Below is a letter I wrote to reporter Douglas Quan of the National Post concerning the Canadian Red Cross claims. And here are the three news items mentioned:
How the Red Cross raised half a billion dollars for Haiti and built six homes, by Justin Elliott, ProPublica, June 3, 2015
‘In search of the Red Cross’ $500 million in Haiti relief’, by Laura Sullivan, NPR Radio, June 3, 2015
Canada did it better: Scathing report accuses American Red Cross of bungling $500M after Haiti quake, by Douglas Quan, The National Post, June 4, 2015
* * *
June 4, 2015
Hello Mr. Quan,
I appreciated reading your article today on the Red Cross and Haiti. Thank you for writing it.
The story brought back memories of difficult and ultimately frustrated efforts by our advocacy network in 2010, 2011 and 2012 to convince media outlets in Canada as well as members of the Canadian Parliament to create some accountability and reckoning of the post-earthquake aid projects of the Red Cross and other large, aid agencies in Haiti.
Through the course of our work, we discovered that Canada’s mainstream news outlets as well as all of the political parties in Parliament were only too happy to take as good coin the claims by the large aid agencies, including the Red Cross, that post-earthquake recovery in Haiti was going as well as could be expected and humanly possible.
The regular hearings conducted by Parliament’s Standing Committee on Foreign Affairs and International Development echoed the same happy note. The hearings were always noteworthy for how the lists of invited guests to inform the committee of the situation in Haiti always consisted of those whose message conformed to a ‘happy’ message. No critical examination and no independent investigation and inquiry were deemed necessary. Beginning and end of story.
To give one, small example of the harm created by this lackadaisical attitude of Parliamentarians and journalists, our advocacy network discovered during an investigative visit to Haiti in June 2011 that the Canadian Red Cross had recently closed a cholera treatment center which had opened in December 2010. You may recall that Haiti’s deadly cholera epidemic was brought to the country by the foreign occupation soldiers of the UN military mission called MINUSTAH in October of 2010.
The problem with the Canadian Red Cross decision regarding its clinic was not the closure, per se, though local Haitians to whom we spoke as well as a doctor at a nearby Doctors Without Borders cholera clinic told us the cholera epidemic was by no means eradicated locally. It was the fact that the agency was continuing to claim that the center was operational. It was making this claim on its website and even in testimony to Canadian Parliamentarians. Not a soul in the Parliament nor in the many media outlets we contacted upon our return to Canada showed the slightest interest in what we reported about this specific transgression and what it might say about the broader information situation.
The same disinterest was shown when in September 2011 we published (in English and French) a comprehensive report of our June 2011 visit and findings.

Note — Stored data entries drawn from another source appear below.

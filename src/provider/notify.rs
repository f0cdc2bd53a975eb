//! Default provider backed by the `notify` crate.
//!
//! Each started watch owns its own `notify::RecommendedWatcher`; the
//! notify callback translates raw OS events into [`RawRecord`]s and
//! buffers them until the managed layer polls. Buffers are bounded: past
//! the cap a single overflow error record replaces dropped changes.

use std::path::PathBuf;
use std::sync::Arc;
use std::sync::atomic::{AtomicI64, AtomicU64, Ordering};
use std::time::Instant;

use chrono::Utc;
use dashmap::DashMap;
use notify::event::{CreateKind, ModifyKind, RemoveKind, RenameMode};
use notify::{Event, EventKind, RecursiveMode, Watcher as _};
use parking_lot::Mutex;

use crate::debug_event;
use crate::event::{ErrorCode, EventAction, LogLevel, LoggerEvent, RawRecord, RawStatistics};
use crate::request::{WatchId, WatchRequest};

use super::{LoggerSink, WatchProvider};

const MAX_BUFFERED_RECORDS: usize = 16 * 1024;

struct WatchEntry {
    // held only so the watch dies with the entry
    _watcher: Mutex<notify::RecommendedWatcher>,
    buffer: Arc<Mutex<Vec<RawRecord>>>,
    stats: Arc<WatchStats>,
}

struct WatchStats {
    event_count: AtomicU64,
    last_poll: Mutex<Instant>,
}

/// Cross-platform watch provider over `notify::RecommendedWatcher`.
pub struct NotifyProvider {
    entries: DashMap<WatchId, WatchEntry>,
    next_id: AtomicI64,
    logger: Mutex<Option<LoggerSink>>,
}

impl NotifyProvider {
    pub fn new() -> Self {
        Self {
            entries: DashMap::new(),
            next_id: AtomicI64::new(1),
            logger: Mutex::new(None),
        }
    }

    fn log(&self, id: WatchId, level: LogLevel, message: String) {
        let sink = self.logger.lock().clone();
        if let Some(sink) = sink {
            sink(LoggerEvent { id, level, message });
        }
    }
}

impl Default for NotifyProvider {
    fn default() -> Self {
        Self::new()
    }
}

impl WatchProvider for NotifyProvider {
    fn start(&self, request: &WatchRequest) -> WatchId {
        let path = request.path().to_path_buf();
        if !path.exists() {
            self.log(
                -1,
                LogLevel::Warning,
                format!("cannot watch missing path {}", path.display()),
            );
            return -1;
        }

        let buffer = Arc::new(Mutex::new(Vec::new()));
        let stats = Arc::new(WatchStats {
            event_count: AtomicU64::new(0),
            last_poll: Mutex::new(Instant::now()),
        });

        let cb_buffer = Arc::clone(&buffer);
        let cb_stats = Arc::clone(&stats);
        let watcher = notify::recommended_watcher(move |res: notify::Result<Event>| {
            let records = match res {
                Ok(event) => translate(&event),
                Err(e) => vec![RawRecord::error(map_notify_error(&e))],
            };
            if records.is_empty() {
                return;
            }
            cb_stats
                .event_count
                .fetch_add(records.len() as u64, Ordering::Relaxed);
            let mut buf = cb_buffer.lock();
            for record in records {
                push_bounded(&mut buf, record);
            }
        });

        let mut watcher = match watcher {
            Ok(w) => w,
            Err(e) => {
                self.log(-1, LogLevel::Error, format!("watcher init failed: {e}"));
                return -1;
            }
        };

        let mode = if request.recursive() {
            RecursiveMode::Recursive
        } else {
            RecursiveMode::NonRecursive
        };
        if let Err(e) = watcher.watch(&path, mode) {
            self.log(
                -1,
                LogLevel::Warning,
                format!("cannot watch {}: {e}", path.display()),
            );
            return -1;
        }

        let id = self.next_id.fetch_add(1, Ordering::Relaxed);
        self.entries.insert(
            id,
            WatchEntry {
                _watcher: Mutex::new(watcher),
                buffer,
                stats,
            },
        );
        self.log(
            id,
            LogLevel::Information,
            format!("watching {} (id {id})", path.display()),
        );
        id
    }

    fn stop(&self, id: WatchId) -> bool {
        match self.entries.remove(&id) {
            Some(_) => {
                self.log(id, LogLevel::Information, format!("stopped watch {id}"));
                true
            }
            None => {
                debug_event!("notify-provider", "stop for unknown id", "{id}");
                false
            }
        }
    }

    fn ready(&self) -> bool {
        // notify delivers from the moment a watch is registered
        true
    }

    fn poll_events(&self, id: WatchId) -> Result<Vec<RawRecord>, ErrorCode> {
        match self.entries.get(&id) {
            Some(entry) => Ok(std::mem::take(&mut *entry.buffer.lock())),
            None => Ok(Vec::new()),
        }
    }

    fn poll_statistics(&self, id: WatchId) -> Result<Option<RawStatistics>, ErrorCode> {
        match self.entries.get(&id) {
            Some(entry) => {
                let elapsed = {
                    let mut last = entry.stats.last_poll.lock();
                    let elapsed = last.elapsed();
                    *last = Instant::now();
                    elapsed
                };
                let event_count = entry.stats.event_count.swap(0, Ordering::Relaxed);
                Ok(Some(RawStatistics {
                    elapsed,
                    event_count,
                }))
            }
            None => Ok(None),
        }
    }

    fn set_logger(&self, sink: LoggerSink) {
        *self.logger.lock() = Some(sink);
    }
}

fn push_bounded(buf: &mut Vec<RawRecord>, record: RawRecord) {
    if buf.len() >= MAX_BUFFERED_RECORDS {
        let already_flagged = buf
            .last()
            .is_some_and(|r| r.error_code == ErrorCode::Overflow.code());
        if !already_flagged {
            buf.push(RawRecord::error(ErrorCode::Overflow));
        }
        return;
    }
    buf.push(record);
}

/// Translate one notify event into zero or more raw records.
fn translate(event: &Event) -> Vec<RawRecord> {
    let timestamp_utc = Utc::now();
    match event.kind {
        EventKind::Create(kind) => event
            .paths
            .iter()
            .map(|p| record(is_file_created(kind, p), p.clone(), EventAction::Added))
            .collect(),
        EventKind::Remove(kind) => event
            .paths
            .iter()
            .map(|p| record(matches!(kind, RemoveKind::File), p.clone(), EventAction::Removed))
            .collect(),
        EventKind::Modify(ModifyKind::Name(RenameMode::Both)) => {
            match (event.paths.first(), event.paths.get(1)) {
                (Some(from), Some(to)) => vec![RawRecord {
                    is_file: to.is_file(),
                    path: to.clone(),
                    previous_path: Some(from.clone()),
                    action_code: EventAction::Renamed.code(),
                    error_code: ErrorCode::None.code(),
                    timestamp_utc,
                }],
                // a rename pair without both sides has no usable file data
                _ => vec![RawRecord::error(ErrorCode::NoFileData)],
            }
        }
        // unpaired rename halves degrade to remove/add
        EventKind::Modify(ModifyKind::Name(RenameMode::From)) => event
            .paths
            .iter()
            .map(|p| record(false, p.clone(), EventAction::Removed))
            .collect(),
        EventKind::Modify(ModifyKind::Name(RenameMode::To)) => event
            .paths
            .iter()
            .map(|p| record(p.is_file(), p.clone(), EventAction::Added))
            .collect(),
        EventKind::Modify(_) => event
            .paths
            .iter()
            .map(|p| record(p.is_file(), p.clone(), EventAction::Touched))
            .collect(),
        EventKind::Access(_) | EventKind::Any | EventKind::Other => Vec::new(),
    }
}

fn record(is_file: bool, path: PathBuf, action: EventAction) -> RawRecord {
    RawRecord::action(is_file, path, action)
}

fn is_file_created(kind: CreateKind, path: &std::path::Path) -> bool {
    match kind {
        CreateKind::File => true,
        CreateKind::Folder => false,
        _ => path.is_file(),
    }
}

fn map_notify_error(e: &notify::Error) -> ErrorCode {
    use notify::ErrorKind;
    match e.kind {
        ErrorKind::PathNotFound => ErrorCode::Access,
        ErrorKind::MaxFilesWatch => ErrorCode::Overflow,
        ErrorKind::WatchNotFound => ErrorCode::CannotStop,
        ErrorKind::InvalidConfig(_) => ErrorCode::CannotStart,
        ErrorKind::Io(_) | ErrorKind::Generic(_) => ErrorCode::General,
    }
}

#[cfg(test)]
mod tests {
    use super::*;

    fn event(kind: EventKind, paths: Vec<PathBuf>) -> Event {
        let mut e = Event::new(kind);
        e.paths = paths;
        e
    }

    #[test]
    fn test_create_translates_to_added() {
        let e = event(
            EventKind::Create(CreateKind::File),
            vec![PathBuf::from("/w/a.txt")],
        );
        let records = translate(&e);
        assert_eq!(records.len(), 1);
        assert_eq!(records[0].action_code, EventAction::Added.code());
        assert!(records[0].is_file);
    }

    #[test]
    fn test_rename_both_carries_previous_path() {
        let e = event(
            EventKind::Modify(ModifyKind::Name(RenameMode::Both)),
            vec![PathBuf::from("/w/old.txt"), PathBuf::from("/w/new.txt")],
        );
        let records = translate(&e);
        assert_eq!(records.len(), 1);
        assert_eq!(records[0].action_code, EventAction::Renamed.code());
        assert_eq!(records[0].path, PathBuf::from("/w/new.txt"));
        assert_eq!(records[0].previous_path, Some(PathBuf::from("/w/old.txt")));
    }

    #[test]
    fn test_rename_with_missing_side_is_no_file_data() {
        let e = event(
            EventKind::Modify(ModifyKind::Name(RenameMode::Both)),
            vec![PathBuf::from("/w/only-one.txt")],
        );
        let records = translate(&e);
        assert_eq!(records.len(), 1);
        assert_eq!(records[0].error_code, ErrorCode::NoFileData.code());
    }

    #[test]
    fn test_access_events_are_dropped() {
        let e = event(
            EventKind::Access(notify::event::AccessKind::Read),
            vec![PathBuf::from("/w/a.txt")],
        );
        assert!(translate(&e).is_empty());
    }

    #[test]
    fn test_buffer_overflow_flags_once() {
        let mut buf: Vec<RawRecord> = (0..MAX_BUFFERED_RECORDS)
            .map(|_| RawRecord::action(true, "/w/x", EventAction::Touched))
            .collect();
        push_bounded(&mut buf, RawRecord::action(true, "/w/y", EventAction::Added));
        push_bounded(&mut buf, RawRecord::action(true, "/w/z", EventAction::Added));
        assert_eq!(buf.len(), MAX_BUFFERED_RECORDS + 1);
        assert_eq!(
            buf.last().unwrap().error_code,
            ErrorCode::Overflow.code()
        );
    }

    #[test]
    fn test_start_missing_path_refused() {
        let provider = NotifyProvider::new();
        let req = WatchRequest::new("/definitely/not/here", false).unwrap();
        assert!(provider.start(&req) < 0);
    }

    #[test]
    fn test_poll_unknown_id_is_empty_not_error() {
        let provider = NotifyProvider::new();
        assert!(provider.poll_events(99).unwrap().is_empty());
        assert!(provider.poll_statistics(99).unwrap().is_none());
        assert!(!provider.stop(99));
    }

    #[test]
    fn test_start_and_poll_real_directory() {
        let dir = tempfile::tempdir().unwrap();
        let provider = NotifyProvider::new();
        let req = WatchRequest::new(dir.path(), false).unwrap();

        let id = provider.start(&req);
        assert!(id > 0);

        std::fs::write(dir.path().join("hello.txt"), b"hi").unwrap();

        // give the notify backend a moment to deliver
        let mut seen = Vec::new();
        for _ in 0..50 {
            seen.extend(provider.poll_events(id).unwrap());
            if !seen.is_empty() {
                break;
            }
            std::thread::sleep(std::time::Duration::from_millis(20));
        }
        assert!(
            seen.iter()
                .any(|r| r.action_code == EventAction::Added.code()),
            "expected an Added record, got {seen:?}"
        );

        let stats = provider.poll_statistics(id).unwrap().unwrap();
        assert!(stats.event_count >= 1);
        assert!(provider.stop(id));
        assert!(!provider.stop(id));
    }
}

To this date, the United Nations Security Council and the UN’s secretary-general refuses any and all legal responsibility for the cholera epidemic, and the large aid agencies have nothing to say on the subject. Cholera has, to date, killed more than 9,200 Haitians.
The Canadian Red Cross received the largest share of earthquake donations by Canadians, some $110 million. Much of that amount was matched by the Canadian government, for a total earthquake response budget of $220 million.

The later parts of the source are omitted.